Work instruction: Look through the records below and give the number of lines holding the string "escaped", nothing more.

Information:

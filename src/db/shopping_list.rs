//! Shopping list queries. Every call is scoped to one user.

use anyhow::{Context, Result};
use sqlx::postgres::PgPool;
use tracing::info;

use crate::models::ShoppingListItem;
use crate::suggestion::{IngredientId, RecipeId};

const SHOPPING_COLUMNS: &str = "id, user_id, ingredient_id, name, quantity, unit, checked, created_at";

pub async fn add_shopping_item(
    pool: &PgPool,
    user_id: i64,
    ingredient_id: Option<IngredientId>,
    name: &str,
    quantity: Option<f64>,
    unit: Option<&str>,
) -> Result<i64> {
    info!(user_id, name, "Adding shopping list item");

    let item_id: i64 = sqlx::query_scalar(
        "INSERT INTO shopping_list_items (user_id, ingredient_id, name, quantity, unit)
         VALUES ($1, $2, $3, $4, $5)
         RETURNING id",
    )
    .bind(user_id)
    .bind(ingredient_id)
    .bind(name)
    .bind(quantity)
    .bind(unit)
    .fetch_one(pool)
    .await
    .context("Failed to insert shopping list item")?;

    Ok(item_id)
}

/// Unchecked items first, then in insertion order
pub async fn list_shopping_items(pool: &PgPool, user_id: i64) -> Result<Vec<ShoppingListItem>> {
    sqlx::query_as::<_, ShoppingListItem>(&format!(
        "SELECT {SHOPPING_COLUMNS} FROM shopping_list_items
         WHERE user_id = $1
         ORDER BY checked ASC, id ASC"
    ))
    .bind(user_id)
    .fetch_all(pool)
    .await
    .context("Failed to list shopping list items")
}

pub async fn read_shopping_item(
    pool: &PgPool,
    user_id: i64,
    item_id: i64,
) -> Result<Option<ShoppingListItem>> {
    sqlx::query_as::<_, ShoppingListItem>(&format!(
        "SELECT {SHOPPING_COLUMNS} FROM shopping_list_items WHERE id = $1 AND user_id = $2"
    ))
    .bind(item_id)
    .bind(user_id)
    .fetch_optional(pool)
    .await
    .context("Failed to read shopping list item")
}

pub async fn set_shopping_item_checked(
    pool: &PgPool,
    user_id: i64,
    item_id: i64,
    checked: bool,
) -> Result<bool> {
    let rows_affected = sqlx::query(
        "UPDATE shopping_list_items SET checked = $1 WHERE id = $2 AND user_id = $3",
    )
    .bind(checked)
    .bind(item_id)
    .bind(user_id)
    .execute(pool)
    .await
    .context("Failed to update shopping list item")?
    .rows_affected();

    Ok(rows_affected > 0)
}

pub async fn delete_shopping_item(pool: &PgPool, user_id: i64, item_id: i64) -> Result<bool> {
    info!(user_id, item_id, "Deleting shopping list item");

    let rows_affected =
        sqlx::query("DELETE FROM shopping_list_items WHERE id = $1 AND user_id = $2")
            .bind(item_id)
            .bind(user_id)
            .execute(pool)
            .await
            .context("Failed to delete shopping list item")?
            .rows_affected();

    Ok(rows_affected > 0)
}

/// Remove every checked item, returning how many went
pub async fn clear_checked_shopping_items(pool: &PgPool, user_id: i64) -> Result<u64> {
    let removed = sqlx::query("DELETE FROM shopping_list_items WHERE user_id = $1 AND checked")
        .bind(user_id)
        .execute(pool)
        .await
        .context("Failed to clear checked shopping list items")?
        .rows_affected();

    info!(user_id, removed, "Cleared checked shopping list items");
    Ok(removed)
}

/// Put the recipe's ingredients the user lacks on their shopping list
///
/// Skips ingredients held in the inventory and ingredients already waiting
/// unchecked on the list. A recipe naming one ingredient twice adds it once.
/// Returns the number of items added.
pub async fn add_missing_recipe_ingredients(
    pool: &PgPool,
    user_id: i64,
    recipe_id: RecipeId,
) -> Result<u64> {
    info!(user_id, recipe_id, "Adding missing recipe ingredients to shopping list");

    let added = sqlx::query(
        "INSERT INTO shopping_list_items (user_id, ingredient_id, name, quantity, unit)
         SELECT DISTINCT ON (ri.ingredient_id)
                $1::BIGINT, ri.ingredient_id, i.name, ri.quantity, ri.unit
         FROM recipe_ingredients ri
         JOIN ingredients i ON i.id = ri.ingredient_id
         WHERE ri.recipe_id = $2
           AND NOT EXISTS (
               SELECT 1 FROM inventory_items inv
               WHERE inv.user_id = $1 AND inv.ingredient_id = ri.ingredient_id AND inv.quantity > 0
           )
           AND NOT EXISTS (
               SELECT 1 FROM shopping_list_items s
               WHERE s.user_id = $1 AND s.ingredient_id = ri.ingredient_id AND NOT s.checked
           )
         ORDER BY ri.ingredient_id, ri.position",
    )
    .bind(user_id)
    .bind(recipe_id)
    .execute(pool)
    .await
    .context("Failed to add missing recipe ingredients")?
    .rows_affected();

    info!(user_id, recipe_id, added, "Missing ingredients added");
    Ok(added)
}
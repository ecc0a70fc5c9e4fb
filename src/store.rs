//! # Suggestion Source
//!
//! The suggestion engine is pure; this module gathers its three inputs for a
//! user and hands over complete snapshots. The source is a trait so the
//! engine can be fed from PostgreSQL in the service and from memory in tests.

use anyhow::Result;
use async_trait::async_trait;
use sqlx::postgres::PgPool;
use std::collections::HashSet;
use tracing::info;

use crate::db;
use crate::models::RecipeWithIngredients;
use crate::suggestion::{suggest_recipes, IngredientId, RecipeId, RecipeRequirements, Suggestion};

/// Read access to everything the engine consumes
#[async_trait]
pub trait SuggestionSource: Send + Sync {
    type Recipe: RecipeRequirements + Send;

    /// Ingredients the user currently holds
    async fn inventory_ingredient_ids(&self, user_id: i64) -> Result<HashSet<IngredientId>>;

    /// Every recipe, in a stable order
    async fn recipe_catalog(&self) -> Result<Vec<Self::Recipe>>;

    async fn favorite_recipe_ids(&self, user_id: i64) -> Result<HashSet<RecipeId>>;
}

/// [`SuggestionSource`] backed by the service database
#[derive(Clone)]
pub struct PgSuggestionSource {
    pool: PgPool,
}

impl PgSuggestionSource {
    pub fn new(pool: PgPool) -> Self {
        Self { pool }
    }
}

#[async_trait]
impl SuggestionSource for PgSuggestionSource {
    type Recipe = RecipeWithIngredients;

    async fn inventory_ingredient_ids(&self, user_id: i64) -> Result<HashSet<IngredientId>> {
        db::inventory_ingredient_ids(&self.pool, user_id).await
    }

    async fn recipe_catalog(&self) -> Result<Vec<RecipeWithIngredients>> {
        db::list_recipe_catalog(&self.pool).await
    }

    async fn favorite_recipe_ids(&self, user_id: i64) -> Result<HashSet<RecipeId>> {
        db::favorite_recipe_ids(&self.pool, user_id).await
    }
}

/// Suggestions for one user
///
/// The three reads run concurrently; ranking starts once all have completed.
pub async fn suggest_for_user<S>(
    source: &S,
    user_id: i64,
    result_limit: usize,
) -> Result<Vec<Suggestion<S::Recipe>>>
where
    S: SuggestionSource + ?Sized,
{
    let (inventory, catalog, favorites) = tokio::try_join!(
        source.inventory_ingredient_ids(user_id),
        source.recipe_catalog(),
        source.favorite_recipe_ids(user_id),
    )?;

    let suggestions = suggest_recipes(&inventory, catalog, &favorites, result_limit);

    info!(
        user_id,
        inventory = inventory.len(),
        favorites = favorites.len(),
        suggestions = suggestions.len(),
        "Computed recipe suggestions"
    );
    Ok(suggestions)
}
//! # Database Module
//!
//! PostgreSQL persistence through sqlx. Every function takes the pool (or a
//! transaction) explicitly; nothing here holds global state.
//!
//! Conventions:
//! - `create_*` / `add_*` return the new row id
//! - `read_*` / `get_*` return `Option`
//! - `update_*` / `delete_*` return `false` when no row matched, which is
//!   also what a user-scoped call on someone else's row reports

use anyhow::{Context, Result};
use sqlx::postgres::PgPool;
use tracing::{debug, info};

use crate::models::User;

pub mod favorites;
pub mod ingredients;
pub mod inventory;
pub mod recipes;
pub mod shopping_list;

pub use favorites::*;
pub use ingredients::*;
pub use inventory::*;
pub use recipes::*;
pub use shopping_list::*;

const SCHEMA: &[(&str, &str)] = &[
    (
        "users",
        "CREATE TABLE IF NOT EXISTS users (
            id BIGSERIAL PRIMARY KEY,
            username TEXT NOT NULL UNIQUE,
            created_at TIMESTAMPTZ NOT NULL DEFAULT NOW()
        )",
    ),
    (
        "ingredients",
        "CREATE TABLE IF NOT EXISTS ingredients (
            id BIGSERIAL PRIMARY KEY,
            name TEXT NOT NULL UNIQUE,
            category TEXT,
            barcode TEXT,
            created_at TIMESTAMPTZ NOT NULL DEFAULT NOW()
        )",
    ),
    (
        "inventory_items",
        "CREATE TABLE IF NOT EXISTS inventory_items (
            id BIGSERIAL PRIMARY KEY,
            user_id BIGINT NOT NULL REFERENCES users(id) ON DELETE CASCADE,
            ingredient_id BIGINT NOT NULL REFERENCES ingredients(id),
            quantity DOUBLE PRECISION NOT NULL CHECK (quantity >= 0),
            unit TEXT,
            expiry_date DATE,
            created_at TIMESTAMPTZ NOT NULL DEFAULT NOW(),
            updated_at TIMESTAMPTZ NOT NULL DEFAULT NOW()
        )",
    ),
    (
        "recipes",
        "CREATE TABLE IF NOT EXISTS recipes (
            id BIGSERIAL PRIMARY KEY,
            author_id BIGINT REFERENCES users(id) ON DELETE SET NULL,
            title TEXT NOT NULL,
            description TEXT,
            instructions TEXT NOT NULL,
            prep_time_minutes INTEGER,
            servings INTEGER,
            created_at TIMESTAMPTZ NOT NULL DEFAULT NOW()
        )",
    ),
    (
        "recipe_ingredients",
        "CREATE TABLE IF NOT EXISTS recipe_ingredients (
            id BIGSERIAL PRIMARY KEY,
            recipe_id BIGINT NOT NULL REFERENCES recipes(id) ON DELETE CASCADE,
            ingredient_id BIGINT NOT NULL REFERENCES ingredients(id),
            quantity DOUBLE PRECISION,
            unit TEXT,
            position INTEGER NOT NULL DEFAULT 0
        )",
    ),
    (
        "favorites",
        "CREATE TABLE IF NOT EXISTS favorites (
            user_id BIGINT NOT NULL REFERENCES users(id) ON DELETE CASCADE,
            recipe_id BIGINT NOT NULL REFERENCES recipes(id) ON DELETE CASCADE,
            created_at TIMESTAMPTZ NOT NULL DEFAULT NOW(),
            PRIMARY KEY (user_id, recipe_id)
        )",
    ),
    (
        "shopping_list_items",
        "CREATE TABLE IF NOT EXISTS shopping_list_items (
            id BIGSERIAL PRIMARY KEY,
            user_id BIGINT NOT NULL REFERENCES users(id) ON DELETE CASCADE,
            ingredient_id BIGINT REFERENCES ingredients(id) ON DELETE SET NULL,
            name TEXT NOT NULL,
            quantity DOUBLE PRECISION,
            unit TEXT,
            checked BOOLEAN NOT NULL DEFAULT FALSE,
            created_at TIMESTAMPTZ NOT NULL DEFAULT NOW()
        )",
    ),
    (
        "inventory index",
        "CREATE INDEX IF NOT EXISTS idx_inventory_user ON inventory_items(user_id)",
    ),
    (
        "recipe ingredient index",
        "CREATE INDEX IF NOT EXISTS idx_recipe_ingredients_recipe ON recipe_ingredients(recipe_id)",
    ),
    (
        "shopping list index",
        "CREATE INDEX IF NOT EXISTS idx_shopping_list_user ON shopping_list_items(user_id)",
    ),
];

/// Initialize the database schema
pub async fn init_database_schema(pool: &PgPool) -> Result<()> {
    info!("Initializing database schema...");

    for &(name, statement) in SCHEMA {
        debug!(object = name, "Creating schema object");
        sqlx::query(statement)
            .execute(pool)
            .await
            .with_context(|| format!("Failed to create {name}"))?;
    }

    info!("Database schema initialized successfully");
    Ok(())
}

/// Escape `%`, `_` and `\` so user text matches literally inside LIKE
pub(crate) fn escape_like(text: &str) -> String {
    let mut escaped = String::with_capacity(text.len());
    for c in text.chars() {
        if matches!(c, '%' | '_' | '\\') {
            escaped.push('\\');
        }
        escaped.push(c);
    }
    escaped
}

/// Substring pattern for ILIKE
pub(crate) fn like_pattern(text: &str) -> String {
    format!("%{}%", escape_like(text))
}

/// Create a new user, returning its id
pub async fn create_user(pool: &PgPool, username: &str) -> Result<i64> {
    info!(username, "Creating new user");

    let user_id: i64 = sqlx::query_scalar("INSERT INTO users (username) VALUES ($1) RETURNING id")
        .bind(username)
        .fetch_one(pool)
        .await
        .context("Failed to insert new user")?;

    info!(user_id, "User created");
    Ok(user_id)
}

/// Fetch the user with this username, creating it if needed
pub async fn get_or_create_user(pool: &PgPool, username: &str) -> Result<User> {
    let user = sqlx::query_as::<_, User>(
        "INSERT INTO users (username) VALUES ($1)
         ON CONFLICT (username) DO UPDATE SET username = EXCLUDED.username
         RETURNING id, username, created_at",
    )
    .bind(username)
    .fetch_one(pool)
    .await
    .context("Failed to get or create user")?;

    debug!(user_id = user.id, "Resolved user");
    Ok(user)
}

pub async fn get_user_by_id(pool: &PgPool, user_id: i64) -> Result<Option<User>> {
    sqlx::query_as::<_, User>("SELECT id, username, created_at FROM users WHERE id = $1")
        .bind(user_id)
        .fetch_optional(pool)
        .await
        .context("Failed to read user")
}

pub async fn get_user_by_username(pool: &PgPool, username: &str) -> Result<Option<User>> {
    sqlx::query_as::<_, User>("SELECT id, username, created_at FROM users WHERE username = $1")
        .bind(username)
        .fetch_optional(pool)
        .await
        .context("Failed to read user by username")
}

#[cfg(test)]
mod tests {
    use super::*;

    #[test]
    fn test_like_pattern_plain() {
        assert_eq!(like_pattern("tomato"), "%tomato%");
    }

    #[test]
    fn test_like_pattern_escapes_wildcards() {
        assert_eq!(like_pattern("100%_pure"), "%100\\%\\_pure%");
        assert_eq!(like_pattern("a\\b"), "%a\\\\b%");
    }

    #[test]
    fn test_schema_creates_every_table() {
        let tables: Vec<&str> = SCHEMA
            .iter()
            .filter(|(_, sql)| sql.starts_with("CREATE TABLE"))
            .map(|(name, _)| *name)
            .collect();

        assert_eq!(
            tables,
            vec![
                "users",
                "ingredients",
                "inventory_items",
                "recipes",
                "recipe_ingredients",
                "favorites",
                "shopping_list_items",
            ]
        );
    }
}
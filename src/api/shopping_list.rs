use axum::extract::{Path, State};
use axum::http::StatusCode;
use axum::Json;
use serde::Serialize;

use super::recipes::recipe_not_found;
use super::{require_user, AppState};
use crate::db;
use crate::errors::{AppError, AppResult};
use crate::models::{NewShoppingItem, ShoppingItemUpdate, ShoppingListItem};
use crate::suggestion::RecipeId;
use crate::validation::validate_new_shopping_item;

#[derive(Debug, Serialize)]
pub struct Removed {
    pub removed: u64,
}

#[derive(Debug, Serialize)]
pub struct Added {
    pub added: u64,
}

fn item_not_found(item_id: i64) -> AppError {
    AppError::NotFound(format!("Shopping list item {item_id} not found"))
}

pub async fn list_items(
    State(state): State<AppState>,
    Path(user_id): Path<i64>,
) -> AppResult<Json<Vec<ShoppingListItem>>> {
    require_user(&state.pool, user_id).await?;
    Ok(Json(db::list_shopping_items(&state.pool, user_id).await?))
}

/// Add a free text item, linked to an ingredient when one has that name
pub async fn add_item(
    State(state): State<AppState>,
    Path(user_id): Path<i64>,
    Json(payload): Json<NewShoppingItem>,
) -> AppResult<(StatusCode, Json<ShoppingListItem>)> {
    let item = validate_new_shopping_item(&payload)?;
    require_user(&state.pool, user_id).await?;

    let ingredient_id = db::find_ingredient_by_name(&state.pool, &item.name)
        .await?
        .map(|ingredient| ingredient.id);

    let item_id = db::add_shopping_item(
        &state.pool,
        user_id,
        ingredient_id,
        &item.name,
        item.quantity,
        item.unit.as_deref(),
    )
    .await?;

    let stored = db::read_shopping_item(&state.pool, user_id, item_id)
        .await?
        .ok_or_else(|| item_not_found(item_id))?;
    Ok((StatusCode::CREATED, Json(stored)))
}

pub async fn update_item(
    State(state): State<AppState>,
    Path((user_id, item_id)): Path<(i64, i64)>,
    Json(payload): Json<ShoppingItemUpdate>,
) -> AppResult<Json<ShoppingListItem>> {
    require_user(&state.pool, user_id).await?;

    if !db::set_shopping_item_checked(&state.pool, user_id, item_id, payload.checked).await? {
        return Err(item_not_found(item_id));
    }

    db::read_shopping_item(&state.pool, user_id, item_id)
        .await?
        .map(Json)
        .ok_or_else(|| item_not_found(item_id))
}

pub async fn delete_item(
    State(state): State<AppState>,
    Path((user_id, item_id)): Path<(i64, i64)>,
) -> AppResult<StatusCode> {
    require_user(&state.pool, user_id).await?;

    if db::delete_shopping_item(&state.pool, user_id, item_id).await? {
        Ok(StatusCode::NO_CONTENT)
    } else {
        Err(item_not_found(item_id))
    }
}

pub async fn clear_checked(
    State(state): State<AppState>,
    Path(user_id): Path<i64>,
) -> AppResult<Json<Removed>> {
    require_user(&state.pool, user_id).await?;
    let removed = db::clear_checked_shopping_items(&state.pool, user_id).await?;
    Ok(Json(Removed { removed }))
}

/// Put what the user is missing for a recipe on their list
pub async fn add_from_recipe(
    State(state): State<AppState>,
    Path((user_id, recipe_id)): Path<(i64, RecipeId)>,
) -> AppResult<Json<Added>> {
    require_user(&state.pool, user_id).await?;
    if db::read_recipe_header(&state.pool, recipe_id).await?.is_none() {
        return Err(recipe_not_found(recipe_id));
    }

    let added = db::add_missing_recipe_ingredients(&state.pool, user_id, recipe_id).await?;
    Ok(Json(Added { added }))
}
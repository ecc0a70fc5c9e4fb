use axum::extract::{Path, Query, State};
use axum::Json;
use serde::{Deserialize, Serialize};

use super::{require_user, AppState};
use crate::config::MAX_SUGGESTION_LIMIT;
use crate::errors::{AppError, AppResult};
use crate::models::RecipeWithIngredients;
use crate::store::{suggest_for_user, PgSuggestionSource};
use crate::suggestion::Suggestion;

#[derive(Debug, Deserialize)]
pub struct SuggestionQuery {
    pub limit: Option<usize>,
}

#[derive(Debug, Serialize)]
pub struct SuggestionsResponse {
    pub suggestions: Vec<Suggestion<RecipeWithIngredients>>,
}

pub async fn get_suggestions(
    State(state): State<AppState>,
    Path(user_id): Path<i64>,
    Query(query): Query<SuggestionQuery>,
) -> AppResult<Json<SuggestionsResponse>> {
    let limit = query.limit.unwrap_or(state.config.suggestion_limit);
    if !(1..=MAX_SUGGESTION_LIMIT).contains(&limit) {
        return Err(AppError::Validation(format!(
            "Limit must be between 1 and {MAX_SUGGESTION_LIMIT}"
        )));
    }

    require_user(&state.pool, user_id).await?;

    let source = PgSuggestionSource::new(state.pool.clone());
    let suggestions = suggest_for_user(&source, user_id, limit).await?;
    Ok(Json(SuggestionsResponse { suggestions }))
}
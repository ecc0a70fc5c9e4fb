//! # Ingredient Name Normalisation
//!
//! Ingredient rows are unique by normalised name, so "  Red Onion," and
//! "red onion" resolve to the same ingredient. Receipt lines often carry a
//! leading count or weight ("2 x Milk", "500g Flour"), which is stripped
//! before normalising.

use lazy_static::lazy_static;
use regex::Regex;

lazy_static! {
    static ref WHITESPACE: Regex = Regex::new(r"\s+").expect("Whitespace pattern should be valid");
    static ref LEADING_QUANTITY: Regex = Regex::new(
        r"(?i)^\s*\d+(?:[.,]\d+)?(?:\s*(?:x\b|×|kg\b|g\b|mg\b|l\b|cl\b|ml\b|lb\b|lbs\b|oz\b|pcs?\b|pk\b)\s*|\s+)"
    )
    .expect("Leading quantity pattern should be valid");
}

/// Trim, lowercase, collapse whitespace and strip surrounding punctuation
///
/// # Examples
///
/// ```rust
/// use fridgechef::ingredient_names::normalize_ingredient_name;
///
/// assert_eq!(normalize_ingredient_name("  Red   Onion, "), "red onion");
/// ```
pub fn normalize_ingredient_name(name: &str) -> String {
    let lowered = name.to_lowercase();
    let trimmed = lowered.trim_matches(|c: char| {
        c.is_whitespace() || (c.is_ascii_punctuation() && c != '%' && c != '&')
    });
    WHITESPACE.replace_all(trimmed, " ").into_owned()
}

/// Remove a leading count or weight such as "2 x" or "500g"
///
/// The number must be followed by a unit or whitespace, so names that start
/// with digits ("7up") survive. Lines made only of a number are returned
/// unchanged.
pub fn strip_leading_quantity(line: &str) -> &str {
    match LEADING_QUANTITY.find(line) {
        Some(m) if m.end() < line.len() => &line[m.end()..],
        _ => line,
    }
}

/// Normalised name for a receipt line, `None` if nothing is left
pub fn receipt_line_to_name(line: &str) -> Option<String> {
    let name = normalize_ingredient_name(strip_leading_quantity(line));
    if name.is_empty() {
        None
    } else {
        Some(name)
    }
}
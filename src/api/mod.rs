//! # HTTP API
//!
//! JSON REST surface over axum. User-scoped routes live under
//! `/api/users/:user_id` and answer 404 for unknown users.
//!
//! Handlers validate their input before touching the database, so malformed
//! requests are rejected without a round trip.

use anyhow::Result;
use axum::extract::DefaultBodyLimit;
use axum::routing::{delete, get, patch, post, put};
use axum::{Json, Router};
use serde_json::{json, Value};
use sqlx::postgres::PgPool;
use std::sync::Arc;
use tracing::info;

use crate::ai::GeminiClient;
use crate::config::AppConfig;
use crate::db;
use crate::errors::{AppError, AppResult};
use crate::models::User;
use crate::openfoodfacts::OpenFoodFactsClient;

mod favorites;
mod ingredients;
mod inventory;
mod products;
mod receipts;
mod recipes;
mod shopping_list;
mod suggestions;
mod users;

/// Multipart framing on top of the image itself
const MULTIPART_OVERHEAD_BYTES: usize = 64 * 1024;

/// Shared state handed to every handler
#[derive(Clone)]
pub struct AppState {
    pub pool: PgPool,
    pub config: Arc<AppConfig>,
    /// `None` when no Gemini API key is configured
    pub gemini: Option<Arc<GeminiClient>>,
    pub products: Arc<OpenFoodFactsClient>,
}

impl AppState {
    pub fn new(pool: PgPool, config: AppConfig) -> Result<Self> {
        let gemini = config
            .gemini
            .clone()
            .map(|gemini| Arc::new(GeminiClient::new(gemini, config.recovery.clone())));

        match &gemini {
            Some(client) => info!(model = client.model(), "AI features enabled"),
            None => info!("GEMINI_API_KEY not set, AI features disabled"),
        }

        let products = Arc::new(OpenFoodFactsClient::new(
            config.openfoodfacts_base_url.clone(),
            config.recovery.clone(),
        )?);

        Ok(Self {
            pool,
            config: Arc::new(config),
            gemini,
            products,
        })
    }

    pub(crate) fn gemini(&self) -> AppResult<&GeminiClient> {
        self.gemini
            .as_deref()
            .ok_or_else(|| AppError::Unavailable("AI features are not configured".to_string()))
    }
}

/// Resolve the user a request is scoped to
pub(crate) async fn require_user(pool: &PgPool, user_id: i64) -> AppResult<User> {
    db::get_user_by_id(pool, user_id)
        .await?
        .ok_or_else(|| AppError::NotFound(format!("User {user_id} not found")))
}

async fn health() -> Json<Value> {
    Json(json!({
        "status": "ok",
        "version": env!("CARGO_PKG_VERSION"),
    }))
}

/// Build the application router
pub fn router(state: AppState) -> Router {
    let body_limit = usize::try_from(state.config.upload.max_bytes)
        .unwrap_or(usize::MAX)
        .saturating_add(MULTIPART_OVERHEAD_BYTES);

    Router::new()
        .route("/health", get(health))
        .route("/api/users", post(users::create_user))
        .route("/api/users/:user_id", get(users::get_user))
        .route("/api/ingredients", get(ingredients::search_ingredients))
        .route("/api/ingredients/:ingredient_id", get(ingredients::get_ingredient))
        .route(
            "/api/ingredients/:ingredient_id/barcode",
            put(ingredients::set_barcode),
        )
        .route(
            "/api/users/:user_id/inventory",
            get(inventory::list_inventory).post(inventory::add_item),
        )
        .route(
            "/api/users/:user_id/inventory/expiring",
            get(inventory::list_expiring),
        )
        .route("/api/users/:user_id/inventory/bulk", post(inventory::add_items))
        .route(
            "/api/users/:user_id/inventory/:item_id",
            put(inventory::update_item).delete(inventory::delete_item),
        )
        .route("/api/recipes", get(recipes::list_recipes))
        .route("/api/recipes/:recipe_id", get(recipes::get_recipe))
        .route("/api/users/:user_id/recipes", post(recipes::create_recipe))
        .route(
            "/api/users/:user_id/recipes/generate",
            post(receipts::generate_recipe),
        )
        .route(
            "/api/users/:user_id/recipes/:recipe_id",
            put(recipes::update_recipe).delete(recipes::delete_recipe),
        )
        .route("/api/users/:user_id/favorites", get(favorites::list_favorites))
        .route(
            "/api/users/:user_id/favorites/:recipe_id",
            put(favorites::add_favorite).delete(favorites::remove_favorite),
        )
        .route(
            "/api/users/:user_id/suggestions",
            get(suggestions::get_suggestions),
        )
        .route(
            "/api/users/:user_id/shopping-list",
            get(shopping_list::list_items).post(shopping_list::add_item),
        )
        .route(
            "/api/users/:user_id/shopping-list/checked",
            delete(shopping_list::clear_checked),
        )
        .route(
            "/api/users/:user_id/shopping-list/from-recipe/:recipe_id",
            post(shopping_list::add_from_recipe),
        )
        .route(
            "/api/users/:user_id/shopping-list/:item_id",
            patch(shopping_list::update_item).delete(shopping_list::delete_item),
        )
        .route("/api/users/:user_id/receipts", post(receipts::scan_receipt))
        .route("/api/products/:barcode", get(products::lookup_product))
        .layer(DefaultBodyLimit::max(body_limit))
        .with_state(state)
}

Completed exercise: 4